(Stored data entries)
- - -
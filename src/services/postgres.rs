use async_trait::async_trait;
use sqlx::postgres::{PgPoolOptions, PgRow};
use sqlx::{PgPool, Row};
use std::collections::HashMap;
use std::time::Duration;

use crate::models::{
    AuxiliaryAttributes, CandidateBatch, CandidateRecord, FeedbackCounts, FeedbackPolarity, Grade, Institution,
    Requirement, SalaryQuartiles, YearlyEarnings,
};
use crate::services::{
    AuxiliaryDataStore, AuxiliarySource, CatalogProvider, ContextFilter, FeedbackStore, StoreError,
};

/// Shared PostgreSQL connection pool for the catalog, outcome and feedback tables
#[derive(Clone)]
pub struct PostgresClient {
    pool: PgPool,
}

impl PostgresClient {
    /// Create a new PostgreSQL client from a connection string
    pub async fn new(
        database_url: &str,
        max_connections: u32,
        min_connections: u32,
        acquire_timeout_secs: u64,
        idle_timeout_secs: u64,
    ) -> Result<Self, StoreError> {
        let pool = PgPoolOptions::new()
            .max_connections(max_connections)
            .min_connections(min_connections)
            .acquire_timeout(Duration::from_secs(acquire_timeout_secs))
            .idle_timeout(Duration::from_secs(idle_timeout_secs))
            .test_before_acquire(true)
            .connect(database_url)
            .await?;

        Ok(Self { pool })
    }

    /// Create a new PostgreSQL client from settings
    pub async fn from_settings(
        url: &str,
        max_connections: Option<u32>,
        min_connections: Option<u32>,
        acquire_timeout_secs: Option<u64>,
        idle_timeout_secs: Option<u64>,
    ) -> Result<Self, StoreError> {
        tracing::info!("Connecting to PostgreSQL");

        Self::new(
            url,
            max_connections.unwrap_or(10),
            min_connections.unwrap_or(1),
            acquire_timeout_secs.unwrap_or(5),
            idle_timeout_secs.unwrap_or(600),
        )
        .await
    }

    pub fn pool(&self) -> &PgPool {
        &self.pool
    }

    pub fn catalog(&self) -> PostgresCatalog {
        PostgresCatalog {
            pool: self.pool.clone(),
        }
    }

    pub fn feedback(&self) -> PostgresFeedbackStore {
        PostgresFeedbackStore {
            pool: self.pool.clone(),
        }
    }

    pub fn auxiliary(&self, source: AuxiliarySource) -> PostgresAuxiliaryStore {
        PostgresAuxiliaryStore {
            pool: self.pool.clone(),
            source,
        }
    }

    /// Health check for the database connection
    pub async fn health_check(&self) -> Result<bool, StoreError> {
        sqlx::query("SELECT 1")
            .fetch_one(&self.pool)
            .await
            .map(|_| true)
            .map_err(Into::into)
    }
}

fn opt_u32(value: Option<i32>) -> Option<u32> {
    value.and_then(|v| u32::try_from(v).ok())
}

fn count(row: &PgRow, column: &str) -> Result<u32, StoreError> {
    let value: i64 = row.try_get(column)?;
    Ok(u32::try_from(value).unwrap_or(u32::MAX))
}

/// Course catalog pre-joined with institution attributes
#[derive(Clone)]
pub struct PostgresCatalog {
    pool: PgPool,
}

impl PostgresCatalog {
    async fn fetch_requirements(
        &self,
        course_ids: &[String],
    ) -> Result<HashMap<String, Vec<Requirement>>, StoreError> {
        let query = r#"
            SELECT course_id, subject, min_grade
            FROM course_requirements
            WHERE course_id = ANY($1)
        "#;

        let rows = sqlx::query(query)
            .bind(course_ids)
            .fetch_all(&self.pool)
            .await?;

        let mut requirements: HashMap<String, Vec<Requirement>> = HashMap::new();
        for row in &rows {
            let course_id: String = row.try_get("course_id")?;
            let subject: String = row.try_get("subject")?;
            let raw_grade: String = row.try_get("min_grade")?;

            match raw_grade.parse::<Grade>() {
                Ok(min_grade) => requirements
                    .entry(course_id)
                    .or_default()
                    .push(Requirement { subject, min_grade }),
                Err(e) => {
                    tracing::warn!(course_id = %course_id, error = %e, "Skipping requirement with unreadable grade");
                }
            }
        }

        Ok(requirements)
    }
}

#[async_trait]
impl CatalogProvider for PostgresCatalog {
    async fn fetch_candidates(&self, limit: usize) -> Result<CandidateBatch, StoreError> {
        let query = r#"
            SELECT
                c.course_id, c.title, c.subject_area, c.qualification,
                c.annual_cost, c.employability, c.subject_rank, c.median_salary,
                i.institution_id, i.name AS institution_name, i.region,
                i.rank AS institution_rank, i.employability AS institution_employability,
                i.student_count
            FROM courses c
            JOIN institutions i ON i.institution_id = c.institution_id
            WHERE c.is_active
            LIMIT $1
        "#;

        let rows = sqlx::query(query)
            .bind(i64::try_from(limit).unwrap_or(i64::MAX))
            .fetch_all(&self.pool)
            .await?;

        let mut records = Vec::with_capacity(rows.len());
        for row in &rows {
            records.push(CandidateRecord {
                id: row.try_get("course_id")?,
                title: row.try_get("title")?,
                subject_area: row.try_get("subject_area")?,
                qualification: row.try_get("qualification")?,
                institution: Institution {
                    id: row.try_get("institution_id")?,
                    name: row.try_get("institution_name")?,
                    region: row.try_get("region")?,
                    rank: opt_u32(row.try_get("institution_rank")?),
                    employability: row.try_get("institution_employability")?,
                    student_count: opt_u32(row.try_get("student_count")?),
                },
                requirements: Vec::new(),
                annual_cost: row.try_get("annual_cost")?,
                employability: row.try_get("employability")?,
                subject_rank: opt_u32(row.try_get("subject_rank")?),
                median_salary: row.try_get("median_salary")?,
                auxiliary: None,
            });
        }

        let ids: Vec<String> = records.iter().map(|r| r.id.clone()).collect();
        let mut requirements = self.fetch_requirements(&ids).await?;
        for record in &mut records {
            if let Some(reqs) = requirements.remove(&record.id) {
                record.requirements = reqs;
            }
        }

        tracing::debug!("Fetched {} candidate courses", records.len());

        Ok(records.into())
    }
}

/// One outcome dataset, resolved with a single `ANY($1)` query per batch
#[derive(Clone)]
pub struct PostgresAuxiliaryStore {
    pool: PgPool,
    source: AuxiliarySource,
}

#[async_trait]
impl AuxiliaryDataStore for PostgresAuxiliaryStore {
    fn source(&self) -> AuxiliarySource {
        self.source
    }

    async fn batch_resolve(
        &self,
        course_ids: &[String],
    ) -> Result<HashMap<String, AuxiliaryAttributes>, StoreError> {
        let query = match self.source {
            AuxiliarySource::Employment => {
                r#"
                SELECT course_id, employment_rate
                FROM course_employment
                WHERE course_id = ANY($1)
                "#
            }
            AuxiliarySource::Salary => {
                r#"
                SELECT course_id, salary_lower, salary_median, salary_upper
                FROM course_salaries
                WHERE course_id = ANY($1)
                "#
            }
            AuxiliarySource::Earnings => {
                r#"
                SELECT course_id, years_after_graduation, median_earnings
                FROM course_earnings
                WHERE course_id = ANY($1)
                ORDER BY course_id, years_after_graduation
                "#
            }
            AuxiliarySource::JobDestinations => {
                r#"
                SELECT course_id, job_title
                FROM course_job_destinations
                WHERE course_id = ANY($1)
                ORDER BY course_id, share DESC
                "#
            }
        };

        let rows = sqlx::query(query)
            .bind(course_ids)
            .fetch_all(&self.pool)
            .await?;

        let mut resolved: HashMap<String, AuxiliaryAttributes> = HashMap::new();
        for row in &rows {
            let course_id: String = row.try_get("course_id")?;
            let attrs = resolved.entry(course_id).or_default();

            match self.source {
                AuxiliarySource::Employment => {
                    attrs.employment_rate = row.try_get("employment_rate")?;
                }
                AuxiliarySource::Salary => {
                    let salary = SalaryQuartiles {
                        lower: row.try_get("salary_lower")?,
                        median: row.try_get("salary_median")?,
                        upper: row.try_get("salary_upper")?,
                    };
                    if salary.lower.is_some() || salary.median.is_some() || salary.upper.is_some() {
                        attrs.salary = Some(salary);
                    }
                }
                AuxiliarySource::Earnings => {
                    let years: i16 = row.try_get("years_after_graduation")?;
                    let median: Option<f64> = row.try_get("median_earnings")?;
                    if let (Ok(years), Some(median)) = (u8::try_from(years), median) {
                        attrs.earnings.push(YearlyEarnings {
                            years_after_graduation: years,
                            median,
                        });
                    }
                }
                AuxiliarySource::JobDestinations => {
                    let job: String = row.try_get("job_title")?;
                    attrs.job_destinations.push(job);
                }
            }
        }

        resolved.retain(|_, attrs| !attrs.is_empty());
        Ok(resolved)
    }
}

/// Aggregates over the append-only `course_feedback` table
#[derive(Clone)]
pub struct PostgresFeedbackStore {
    pool: PgPool,
}

impl PostgresFeedbackStore {
    fn collect_counts(rows: &[PgRow]) -> Result<HashMap<String, FeedbackCounts>, StoreError> {
        let mut counts = HashMap::with_capacity(rows.len());
        for row in rows {
            let course_id: String = row.try_get("course_id")?;
            counts.insert(
                course_id,
                FeedbackCounts::new(count(row, "approvals")?, count(row, "rejections")?),
            );
        }
        Ok(counts)
    }
}

#[async_trait]
impl FeedbackStore for PostgresFeedbackStore {
    async fn aggregate_own(
        &self,
        requester_id: &str,
        course_ids: &[String],
    ) -> Result<HashMap<String, FeedbackCounts>, StoreError> {
        let query = r#"
            SELECT
                course_id,
                COUNT(*) FILTER (WHERE polarity::text = $3) AS approvals,
                COUNT(*) FILTER (WHERE polarity::text = $4) AS rejections
            FROM course_feedback
            WHERE requester_id = $1 AND course_id = ANY($2)
            GROUP BY course_id
        "#;

        let rows = sqlx::query(query)
            .bind(requester_id)
            .bind(course_ids)
            .bind(FeedbackPolarity::Approve.as_str())
            .bind(FeedbackPolarity::Reject.as_str())
            .fetch_all(&self.pool)
            .await?;

        Self::collect_counts(&rows)
    }

    async fn aggregate_similar(
        &self,
        course_ids: &[String],
        requester_id: &str,
        filter: &ContextFilter,
    ) -> Result<HashMap<String, FeedbackCounts>, StoreError> {
        let interests: Vec<String> = filter
            .career_interests
            .iter()
            .map(|i| i.trim().to_lowercase())
            .collect();

        let query = r#"
            SELECT
                course_id,
                COUNT(*) FILTER (WHERE polarity::text = $4) AS approvals,
                COUNT(*) FILTER (WHERE polarity::text = $5) AS rejections
            FROM course_feedback
            WHERE requester_id <> $1
              AND course_id = ANY($2)
              AND EXISTS (
                  SELECT 1
                  FROM jsonb_array_elements_text(COALESCE(context -> 'careerInterests', '[]'::jsonb)) AS ci(interest)
                  WHERE lower(ci.interest) = ANY($3)
              )
            GROUP BY course_id
        "#;

        let rows = sqlx::query(query)
            .bind(requester_id)
            .bind(course_ids)
            .bind(&interests)
            .bind(FeedbackPolarity::Approve.as_str())
            .bind(FeedbackPolarity::Reject.as_str())
            .fetch_all(&self.pool)
            .await?;

        Self::collect_counts(&rows)
    }
}
use serde::{Deserialize, Serialize};
use std::fmt;
use std::str::FromStr;
use thiserror::Error;

/// Error returned when a grade string is not on the ordinal scale
#[derive(Debug, Clone, PartialEq, Eq, Error)]
#[error("unrecognised grade '{0}'")]
pub struct GradeParseError(pub String);

/// A-level grade on an ordinal scale, lowest first so derived ordering
/// matches grade quality.
#[derive(Debug, Clone, Copy, PartialEq, Eq, PartialOrd, Ord, Hash, Serialize, Deserialize)]
pub enum Grade {
    U,
    E,
    D,
    C,
    B,
    A,
    #[serde(rename = "A*")]
    AStar,
}

impl Grade {
    /// Position on the ordinal scale (U = 0 .. A* = 6)
    #[inline]
    pub fn ordinal(self) -> i32 {
        match self {
            Grade::U => 0,
            Grade::E => 1,
            Grade::D => 2,
            Grade::C => 3,
            Grade::B => 4,
            Grade::A => 5,
            Grade::AStar => 6,
        }
    }

    /// Number of grades `self` falls short of `required` (0 if it meets it)
    #[inline]
    pub fn shortfall(self, required: Grade) -> i32 {
        (required.ordinal() - self.ordinal()).max(0)
    }

    pub fn as_str(self) -> &'static str {
        match self {
            Grade::U => "U",
            Grade::E => "E",
            Grade::D => "D",
            Grade::C => "C",
            Grade::B => "B",
            Grade::A => "A",
            Grade::AStar => "A*",
        }
    }
}

impl FromStr for Grade {
    type Err = GradeParseError;

    fn from_str(s: &str) -> Result<Self, Self::Err> {
        let folded: String = s
            .split_whitespace()
            .collect::<Vec<_>>()
            .join(" ")
            .to_uppercase();

        match folded.as_str() {
            "A*" | "A STAR" | "ASTAR" => Ok(Grade::AStar),
            "A" => Ok(Grade::A),
            "B" => Ok(Grade::B),
            "C" => Ok(Grade::C),
            "D" => Ok(Grade::D),
            "E" => Ok(Grade::E),
            "U" => Ok(Grade::U),
            _ => Err(GradeParseError(s.to_string())),
        }
    }
}

impl fmt::Display for Grade {
    fn fmt(&self, f: &mut fmt::Formatter<'_>) -> fmt::Result {
        f.write_str(self.as_str())
    }
}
- - -
§ **The problem**
What is needed is every line from the start of the entries through the line containing "pub fn auxiliary(&self, source: AuxiliarySource)", returned word for word and nothing else.

§ **Written reply**
filename src/services/postgres.rs
use async_trait::async_trait;
use sqlx::postgres::{PgPoolOptions, PgRow};
use sqlx::{PgPool, Row};
use std::collections::HashMap;
use std::time::Duration;

use crate::models::{
    AuxiliaryAttributes, CandidateBatch, CandidateRecord, FeedbackCounts, FeedbackPolarity, Grade, Institution,
    Requirement, SalaryQuartiles, YearlyEarnings,
};
use crate::services::{
    AuxiliaryDataStore, AuxiliarySource, CatalogProvider, ContextFilter, FeedbackStore, StoreError,
};

/// Shared PostgreSQL connection pool for the catalog, outcome and feedback tables
#[derive(Clone)]
pub struct PostgresClient {
    pool: PgPool,
}

impl PostgresClient {
    /// Create a new PostgreSQL client from a connection string
    pub async fn new(
        database_url: &str,
        max_connections: u32,
        min_connections: u32,
        acquire_timeout_secs: u64,
        idle_timeout_secs: u64,
    ) -> Result<Self, StoreError> {
        let pool = PgPoolOptions::new()
            .max_connections(max_connections)
            .min_connections(min_connections)
            .acquire_timeout(Duration::from_secs(acquire_timeout_secs))
            .idle_timeout(Duration::from_secs(idle_timeout_secs))
            .test_before_acquire(true)
            .connect(database_url)
            .await?;

        Ok(Self { pool })
    }

    /// Create a new PostgreSQL client from settings
    pub async fn from_settings(
        url: &str,
        max_connections: Option<u32>,
        min_connections: Option<u32>,
        acquire_timeout_secs: Option<u64>,
        idle_timeout_secs: Option<u64>,
    ) -> Result<Self, StoreError> {
        tracing::info!("Connecting to PostgreSQL");

        Self::new(
            url,
            max_connections.unwrap_or(10),
            min_connections.unwrap_or(1),
            acquire_timeout_secs.unwrap_or(5),
            idle_timeout_secs.unwrap_or(600),
        )
        .await
    }

    pub fn pool(&self) -> &PgPool {
        &self.pool
    }

    pub fn catalog(&self) -> PostgresCatalog {
        PostgresCatalog {
            pool: self.pool.clone(),
        }
    }

    pub fn feedback(&self) -> PostgresFeedbackStore {
        PostgresFeedbackStore {
            pool: self.pool.clone(),
        }
    }

    pub fn auxiliary(&self, source: AuxiliarySource) -> PostgresAuxiliaryStore {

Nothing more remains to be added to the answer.